Computer Science is about understanding computer systems and networks at a deep level.

Computers and the programs they run are among the most complex products ever created; designing and using them effectively presents immense challenges. Facing these challenges is the aim of Computer Science as a practical discipline, and this leads to some fundamental questions:

  • How can we capture in a precise way what we want a computer system to do?
  • Can we mathematically prove that a computer system does what we want it to?
  • How can computers help us to model and investigate complex systems like the Earth’s climate, financial systems or our own bodies?
  • What are the limits to computing? Will quantum computers extend those limits?

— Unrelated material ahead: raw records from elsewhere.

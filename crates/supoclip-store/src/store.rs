//! Persistence port for tasks, sources and clips.

use std::time::Duration;

use async_trait::async_trait;
use supoclip_models::{Clip, Source, SourceId, Task, TaskId};

use crate::error::StoreResult;

/// Keyed store for the three persisted records.
///
/// Implementations enforce the record relationships: a task's clips are
/// removed with the task, and deleting a source clears `source_id` on the
/// task that referenced it.
///
/// Task writes are compare-and-set on [`Task::version`]: the caller passes the
/// version it read, and the write is refused if anything else has written
/// the task since.
#[async_trait]
pub trait TaskStore: Send + Sync {
    /// Store a new task together with its source.
    ///
    /// # Errors
    ///
    /// Returns [`crate::StoreError::Conflict`] when the task ID already exists.
    async fn insert_task(&self, task: &Task, source: &Source) -> StoreResult<()>;

    async fn get_task(&self, id: &TaskId) -> StoreResult<Option<Task>>;

    /// Replace an existing task whose stored version is `expected_version`.
    ///
    /// # Errors
    ///
    /// Returns [`crate::StoreError::NotFound`] when the task does not exist
    /// and [`crate::StoreError::Conflict`] when the stored version differs.
    async fn put_task(&self, task: &Task, expected_version: u64) -> StoreResult<()>;

    async fn get_source(&self, id: &SourceId) -> StoreResult<Option<Source>>;

    /// Replace an existing source (title refinement).
    async fn put_source(&self, source: &Source) -> StoreResult<()>;

    /// Remove a source and clear the reference held by its task.
    async fn delete_source(&self, id: &SourceId) -> StoreResult<()>;

    /// Persist `clips` and the updated task as one write, with the same
    /// version check as [`TaskStore::put_task`].
    async fn complete_task(
        &self,
        task: &Task,
        clips: &[Clip],
        expected_version: u64,
    ) -> StoreResult<()>;

    /// Clips of a task ordered by `clip_order`.
    async fn list_clips(&self, task_id: &TaskId) -> StoreResult<Vec<Clip>>;

    /// Remove a task, its clips and its source; returns the removed clips.
    async fn delete_task(&self, id: &TaskId) -> StoreResult<Vec<Clip>>;

    /// Take the processing lease on a task for `ttl`.
    ///
    /// Returns false while another holder's lease is live.
    async fn acquire_lease(&self, task_id: &TaskId, holder: &str, ttl: Duration)
        -> StoreResult<bool>;

    /// Extend a lease `holder` still owns; false once it expired or moved on.
    async fn renew_lease(&self, task_id: &TaskId, holder: &str, ttl: Duration)
        -> StoreResult<bool>;

    /// Drop the lease if `holder` still owns it.
    async fn release_lease(&self, task_id: &TaskId, holder: &str) -> StoreResult<()>;

    /// Connectivity check.
    async fn ping(&self) -> StoreResult<()>;
}
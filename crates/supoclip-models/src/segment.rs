//! Candidate segments proposed by the selector.

use schemars::JsonSchema;
use serde::{Deserialize, Serialize};

/// A scored, time-bounded transcript excerpt chosen for clipping.
#[derive(Debug, Clone, PartialEq, Serialize, Deserialize, JsonSchema)]
pub struct CandidateSegment {
    /// Start time in seconds
    pub start: f64,
    /// End time in seconds
    pub end: f64,
    /// Predicted standalone value in `[0, 1]`
    pub relevance_score: f64,
    /// Why the segment was included
    pub reasoning: String,
    /// Transcript text covering the segment
    pub text: String,
}

impl CandidateSegment {
    pub fn duration(&self) -> f64 {
        self.end - self.start
    }

    /// True when the two time ranges share any interval.
    pub fn overlaps(&self, other: &Self) -> bool {
        self.start < other.end && other.start < self.end
    }

    /// True when `other` lies entirely inside this segment.
    pub fn contains(&self, other: &Self) -> bool {
        self.start <= other.start && other.end <= self.end
    }
}

#[cfg(test)]
mod tests {
    use super::*;

    fn segment(start: f64, end: f64) -> CandidateSegment {
        CandidateSegment {
            start,
            end,
            relevance_score: 0.5,
            reasoning: String::new(),
            text: String::new(),
        }
    }

    #[test]
    fn test_overlap_is_exclusive_at_edges() {
        assert!(segment(0.0, 10.0).overlaps(&segment(5.0, 15.0)));
        assert!(!segment(0.0, 10.0).overlaps(&segment(10.0, 20.0)));
    }

    #[test]
    fn test_contains() {
        assert!(segment(0.0, 30.0).contains(&segment(5.0, 20.0)));
        assert!(!segment(5.0, 20.0).contains(&segment(0.0, 30.0)));
    }
}
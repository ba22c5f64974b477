//! # Kaayjang Core
//!
//! Core types, errors, and utilities for the Kaayjang API.
//!
//! This crate provides foundational types used throughout the application:
//!
//! - [`errors`]: Service and HTTP error types with response conversion
//! - [`pagination`]: Page-based pagination parameters and responses
//! - [`response`]: The `{success, data, message}` response envelope
//! - [`serde`]: Custom serde deserialization helpers
//!
//! # Example
//!
//! ```ignore
//! use kaayjang_core::{AppError, ApiResponse, PaginatedResponse, PaginationParams};
//!
//! let params = PaginationParams::default();
//! let page = PaginatedResponse::new(levels, total, &params);
//! let body = ApiResponse::ok(page, "Levels retrieved successfully");
//! ```

pub mod errors;
pub mod pagination;
pub mod response;
pub mod serde;

// Re-export commonly used types at crate root
pub use errors::{AppError, INTERNAL_ERROR_MESSAGE, ServiceError, ServiceResult};
pub use pagination::{PaginatedResponse, PaginationParams, total_pages};
pub use response::ApiResponse;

The theories that are now emerging to answer these kinds of questions can be immediately applied to design new computers, programs, networks and systems that are transforming science, business, culture and all other aspects of life.

 

Computer Science can be studied for three years (BA) or four years (Master of Computer Science). The fourth year allows the study of advanced topics and an in-depth research project. Students do not need to choose between the three-year and four-year options when applying to the course; all students apply for the four-year course, and then decide at the start of the third year whether they wish to continue to the fourth year (which is subject to achieving a 2:1 at the end of the third year).

The course concentrates on creating links between theory and practice. It covers a wide variety of software and hardware technologies and their applications. We are looking for students with a real flair for mathematics, which you will develop into skills that can be used both for reasoning rigorously about the behaviour of programs and computer systems, and for applications such as scientific computing. You will also gain practical problem-solving and program design skills; the majority of subjects within the course are linked with practical work in our well-equipped laboratory.

Teaching in Computer Science, as in most other subjects, has two main components: University lectures and classes, and college tutorials. The lectures and classes are provided and held in the Department of Computer Science. The tutorials are held in college and cover all first-year courses and roughly half of the second-year courses. More details on the structure of the degree can be found here.

The teaching provision at Jesus College is generous in relation to the number of Computer Science students. While many Oxford colleges have only on tutor in Computer Science, Jesus College has several tutors, who are committed to research in computer science as well as to teaching, and who together will cover a wide range of subjects.

Tutorial Fellows

Professor Seth Flaxman

Professor Seth Flaxman is a Fellow and an Associate Professor of Artificial Intelligence. His research is in machine learning, public health, and public policy. He teaches programming computer science courses.

Professor Standa Živný

Professor Standa Živný is a Fellow and a Professor of Theoretical Computer Science. His research is in algorithms and complexity theory. He teaches theoretical computer science courses.

Non-Tutorial Fellows

Dr Oiwi Parker Jones

Dr Oiwi Parker Jones is a Hugh Prize Fellow and a Postdoctoral Researcher. He teaches machine learning, neuroscience, linguistics and phonetics.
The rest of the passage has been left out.